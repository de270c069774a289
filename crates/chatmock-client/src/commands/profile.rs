use chatmock_shared::validate::validate_profile;
use chatmock_shared::ProfileForm;
use chatmock_store::Participant;
use serde::Serialize;

use crate::error::Result;
use crate::events::{ParticipantsChangedPayload, EVENT_PARTICIPANTS_CHANGED};
use crate::state::Session;

#[derive(Debug, Clone, Serialize)]
#[serde(rename_all = "camelCase")]
pub struct ProfilesDto {
    pub current_user: Participant,
    pub other_user: Participant,
}

pub fn get_profiles(session: &Session) -> Option<ProfilesDto> {
    let (current, other) = session.conversation.participants().ok()?;
    Some(ProfilesDto {
        current_user: current.clone(),
        other_user: other.clone(),
    })
}

/// Rename both participants and set or clear their avatars.
///
/// Existing ids are kept, so every message keeps its side and picks up the
/// new name.
pub fn update_profiles(session: &mut Session, form: &ProfileForm) -> Result<ProfilesDto> {
    let (current_profile, other_profile) = validate_profile(form)?;

    let current = session
        .conversation
        .current_user()
        .cloned()
        .unwrap_or_else(Participant::default_current)
        .with_profile(&current_profile);
    let other = session
        .conversation
        .other_user()
        .cloned()
        .unwrap_or_else(Participant::default_other)
        .with_profile(&other_profile);

    replace(session, current, other)
}

/// Back to the default empty-named `"me"` and `"other"` participants.
pub fn reset_profiles(session: &mut Session) -> Result<ProfilesDto> {
    replace(session, Participant::default_current(), Participant::default_other())
}

fn replace(session: &mut Session, current: Participant, other: Participant) -> Result<ProfilesDto> {
    session
        .conversation
        .update_participants(current.clone(), other.clone())?;

    session.emit(
        EVENT_PARTICIPANTS_CHANGED,
        ParticipantsChangedPayload {
            current_user: current.name.clone(),
            other_user: other.name.clone(),
        },
    );

    Ok(ProfilesDto {
        current_user: current,
        other_user: other,
    })
}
+-------+
WHAT YOU NEED TO DO :: Please copy every line in the entries where "Result" appears.

EXERCISE RESPONSE ::
use crate::error::Result;
pub fn update_profiles(session: &mut Session, form: &ProfileForm) -> Result<ProfilesDto> {
pub fn reset_profiles(session: &mut Session) -> Result<ProfilesDto> {
fn replace(session: &mut Session, current: Participant, other: Participant) -> Result<ProfilesDto> {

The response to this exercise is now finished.